Directions: The answer must consist of every line from the data that holds the string "client".

[Stored items]
• • • •
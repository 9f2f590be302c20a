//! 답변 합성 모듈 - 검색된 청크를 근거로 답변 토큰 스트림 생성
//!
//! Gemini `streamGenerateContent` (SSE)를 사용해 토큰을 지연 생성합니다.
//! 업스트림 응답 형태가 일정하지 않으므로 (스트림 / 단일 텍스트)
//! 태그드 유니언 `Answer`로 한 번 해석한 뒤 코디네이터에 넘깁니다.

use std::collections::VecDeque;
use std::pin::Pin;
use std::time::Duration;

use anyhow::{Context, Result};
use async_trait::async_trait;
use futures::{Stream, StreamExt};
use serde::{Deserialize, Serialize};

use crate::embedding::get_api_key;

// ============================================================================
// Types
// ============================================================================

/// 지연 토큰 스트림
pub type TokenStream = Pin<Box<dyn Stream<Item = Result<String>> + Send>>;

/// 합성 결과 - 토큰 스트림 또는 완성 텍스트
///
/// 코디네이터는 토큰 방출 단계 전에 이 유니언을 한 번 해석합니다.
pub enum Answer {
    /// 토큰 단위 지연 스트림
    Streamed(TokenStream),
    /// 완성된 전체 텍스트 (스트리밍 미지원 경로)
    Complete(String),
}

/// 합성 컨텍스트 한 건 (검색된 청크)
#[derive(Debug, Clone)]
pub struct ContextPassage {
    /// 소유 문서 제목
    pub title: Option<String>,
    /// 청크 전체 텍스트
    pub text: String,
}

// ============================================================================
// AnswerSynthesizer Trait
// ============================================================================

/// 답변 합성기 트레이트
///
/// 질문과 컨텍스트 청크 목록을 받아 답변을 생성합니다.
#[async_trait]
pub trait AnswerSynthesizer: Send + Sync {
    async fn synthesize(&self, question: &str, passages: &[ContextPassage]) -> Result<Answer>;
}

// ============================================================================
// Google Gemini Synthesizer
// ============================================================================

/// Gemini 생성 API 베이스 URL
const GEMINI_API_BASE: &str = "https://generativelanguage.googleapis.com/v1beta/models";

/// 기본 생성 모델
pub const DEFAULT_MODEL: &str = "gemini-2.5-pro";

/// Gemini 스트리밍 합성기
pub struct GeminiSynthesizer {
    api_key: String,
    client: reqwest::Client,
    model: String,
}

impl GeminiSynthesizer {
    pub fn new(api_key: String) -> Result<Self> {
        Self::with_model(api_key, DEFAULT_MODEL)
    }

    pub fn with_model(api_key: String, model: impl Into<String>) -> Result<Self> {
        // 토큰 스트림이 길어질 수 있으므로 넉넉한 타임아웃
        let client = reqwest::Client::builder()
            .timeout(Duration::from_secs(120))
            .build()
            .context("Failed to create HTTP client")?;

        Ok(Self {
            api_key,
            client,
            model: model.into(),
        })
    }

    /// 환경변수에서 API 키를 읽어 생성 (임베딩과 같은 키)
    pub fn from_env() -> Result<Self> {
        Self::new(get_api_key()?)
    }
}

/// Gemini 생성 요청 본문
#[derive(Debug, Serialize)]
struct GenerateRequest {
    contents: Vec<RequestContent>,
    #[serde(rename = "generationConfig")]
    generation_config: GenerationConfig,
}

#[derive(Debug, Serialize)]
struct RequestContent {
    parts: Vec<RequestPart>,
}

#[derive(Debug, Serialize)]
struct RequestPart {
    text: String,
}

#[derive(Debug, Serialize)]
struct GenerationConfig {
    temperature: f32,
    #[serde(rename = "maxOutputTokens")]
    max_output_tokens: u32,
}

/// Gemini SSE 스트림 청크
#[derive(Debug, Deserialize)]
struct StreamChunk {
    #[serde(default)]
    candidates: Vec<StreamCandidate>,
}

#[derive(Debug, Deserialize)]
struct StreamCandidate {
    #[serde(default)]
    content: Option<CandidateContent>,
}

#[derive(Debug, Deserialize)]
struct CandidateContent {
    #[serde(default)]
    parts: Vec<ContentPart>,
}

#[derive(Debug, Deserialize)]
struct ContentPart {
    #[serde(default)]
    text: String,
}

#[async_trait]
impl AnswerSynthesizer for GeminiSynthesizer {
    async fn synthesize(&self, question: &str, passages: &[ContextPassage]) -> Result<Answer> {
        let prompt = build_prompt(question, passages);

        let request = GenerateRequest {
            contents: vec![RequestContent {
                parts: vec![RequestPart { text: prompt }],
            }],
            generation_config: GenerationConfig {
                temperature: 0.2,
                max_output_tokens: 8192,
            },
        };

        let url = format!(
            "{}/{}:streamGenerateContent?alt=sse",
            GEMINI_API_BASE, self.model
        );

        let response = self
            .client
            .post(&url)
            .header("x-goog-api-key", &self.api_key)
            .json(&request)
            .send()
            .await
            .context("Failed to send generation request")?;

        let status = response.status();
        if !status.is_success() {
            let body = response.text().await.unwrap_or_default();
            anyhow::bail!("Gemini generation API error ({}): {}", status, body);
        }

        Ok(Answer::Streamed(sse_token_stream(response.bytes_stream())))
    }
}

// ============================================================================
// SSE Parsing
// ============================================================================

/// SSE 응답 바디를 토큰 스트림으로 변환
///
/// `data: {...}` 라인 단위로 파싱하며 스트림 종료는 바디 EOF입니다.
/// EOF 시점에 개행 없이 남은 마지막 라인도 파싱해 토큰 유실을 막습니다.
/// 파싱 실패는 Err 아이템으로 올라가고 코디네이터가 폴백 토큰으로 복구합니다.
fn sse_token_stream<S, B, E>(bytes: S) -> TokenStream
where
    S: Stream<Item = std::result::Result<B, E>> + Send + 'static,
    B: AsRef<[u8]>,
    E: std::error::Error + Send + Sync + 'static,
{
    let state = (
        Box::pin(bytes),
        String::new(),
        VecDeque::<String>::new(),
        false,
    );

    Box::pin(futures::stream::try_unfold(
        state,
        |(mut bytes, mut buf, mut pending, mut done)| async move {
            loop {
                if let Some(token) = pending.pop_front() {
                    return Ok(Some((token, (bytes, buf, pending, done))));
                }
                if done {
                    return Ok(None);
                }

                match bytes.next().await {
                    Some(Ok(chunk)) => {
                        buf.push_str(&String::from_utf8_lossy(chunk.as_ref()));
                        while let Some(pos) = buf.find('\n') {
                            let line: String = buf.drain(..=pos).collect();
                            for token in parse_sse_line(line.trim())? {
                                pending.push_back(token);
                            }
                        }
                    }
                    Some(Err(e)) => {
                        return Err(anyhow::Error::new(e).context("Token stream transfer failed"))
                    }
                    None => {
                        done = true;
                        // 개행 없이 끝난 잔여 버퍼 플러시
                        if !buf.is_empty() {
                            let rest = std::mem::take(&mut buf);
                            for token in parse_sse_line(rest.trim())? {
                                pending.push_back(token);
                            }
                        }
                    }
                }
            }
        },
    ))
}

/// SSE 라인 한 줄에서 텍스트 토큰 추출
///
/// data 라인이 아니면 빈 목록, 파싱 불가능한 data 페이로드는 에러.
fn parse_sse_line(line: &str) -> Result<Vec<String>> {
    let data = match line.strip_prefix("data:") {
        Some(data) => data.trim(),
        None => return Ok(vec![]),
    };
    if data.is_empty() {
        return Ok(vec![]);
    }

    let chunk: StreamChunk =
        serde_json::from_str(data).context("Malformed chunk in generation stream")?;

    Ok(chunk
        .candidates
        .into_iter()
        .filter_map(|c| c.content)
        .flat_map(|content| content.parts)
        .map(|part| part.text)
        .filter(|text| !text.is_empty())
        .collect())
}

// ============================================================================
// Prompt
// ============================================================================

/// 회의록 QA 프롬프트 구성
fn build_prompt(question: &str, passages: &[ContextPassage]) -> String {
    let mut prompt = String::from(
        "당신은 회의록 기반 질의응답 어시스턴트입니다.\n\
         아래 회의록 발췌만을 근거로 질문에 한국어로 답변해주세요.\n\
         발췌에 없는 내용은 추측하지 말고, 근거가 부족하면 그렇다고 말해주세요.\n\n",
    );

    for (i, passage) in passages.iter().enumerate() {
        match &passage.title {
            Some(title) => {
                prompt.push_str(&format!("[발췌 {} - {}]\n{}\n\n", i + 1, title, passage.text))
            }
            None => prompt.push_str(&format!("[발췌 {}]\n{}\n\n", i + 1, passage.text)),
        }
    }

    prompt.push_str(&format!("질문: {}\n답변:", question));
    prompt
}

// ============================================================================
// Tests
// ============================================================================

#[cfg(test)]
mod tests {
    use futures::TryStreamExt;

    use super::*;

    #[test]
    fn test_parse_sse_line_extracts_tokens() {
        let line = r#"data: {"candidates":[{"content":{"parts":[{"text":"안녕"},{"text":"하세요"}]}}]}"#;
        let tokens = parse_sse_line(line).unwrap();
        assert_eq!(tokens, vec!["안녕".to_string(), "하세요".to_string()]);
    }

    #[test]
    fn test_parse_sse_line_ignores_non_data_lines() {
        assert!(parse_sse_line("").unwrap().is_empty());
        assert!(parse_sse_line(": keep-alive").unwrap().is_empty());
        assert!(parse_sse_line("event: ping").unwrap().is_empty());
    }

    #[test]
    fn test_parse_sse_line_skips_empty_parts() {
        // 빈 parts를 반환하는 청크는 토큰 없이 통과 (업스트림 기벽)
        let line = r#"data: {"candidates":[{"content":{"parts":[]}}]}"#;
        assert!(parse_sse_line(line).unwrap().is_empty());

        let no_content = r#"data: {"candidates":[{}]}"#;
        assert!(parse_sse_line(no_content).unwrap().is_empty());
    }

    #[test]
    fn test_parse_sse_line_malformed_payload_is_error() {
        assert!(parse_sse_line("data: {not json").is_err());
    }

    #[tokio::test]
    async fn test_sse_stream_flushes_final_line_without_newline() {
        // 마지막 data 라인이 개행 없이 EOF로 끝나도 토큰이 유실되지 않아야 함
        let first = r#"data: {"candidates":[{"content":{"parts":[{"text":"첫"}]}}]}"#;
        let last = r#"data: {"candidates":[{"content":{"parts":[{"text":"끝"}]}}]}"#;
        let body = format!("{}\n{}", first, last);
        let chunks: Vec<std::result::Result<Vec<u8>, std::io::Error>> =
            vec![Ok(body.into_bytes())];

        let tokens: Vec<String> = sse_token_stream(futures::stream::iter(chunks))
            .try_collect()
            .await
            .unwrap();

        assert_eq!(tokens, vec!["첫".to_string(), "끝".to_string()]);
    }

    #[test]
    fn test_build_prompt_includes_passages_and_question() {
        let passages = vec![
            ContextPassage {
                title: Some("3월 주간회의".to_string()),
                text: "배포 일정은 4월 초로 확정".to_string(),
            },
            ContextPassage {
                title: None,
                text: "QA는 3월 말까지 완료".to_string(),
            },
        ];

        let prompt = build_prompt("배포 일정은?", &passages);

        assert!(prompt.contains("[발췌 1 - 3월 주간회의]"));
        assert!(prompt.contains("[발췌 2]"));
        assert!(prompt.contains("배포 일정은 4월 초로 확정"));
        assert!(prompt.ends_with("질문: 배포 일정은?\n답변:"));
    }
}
• • • •
Answer box:
    client: reqwest::Client,
        let client = reqwest::Client::builder()
            .context("Failed to create HTTP client")?;
            client,
            .client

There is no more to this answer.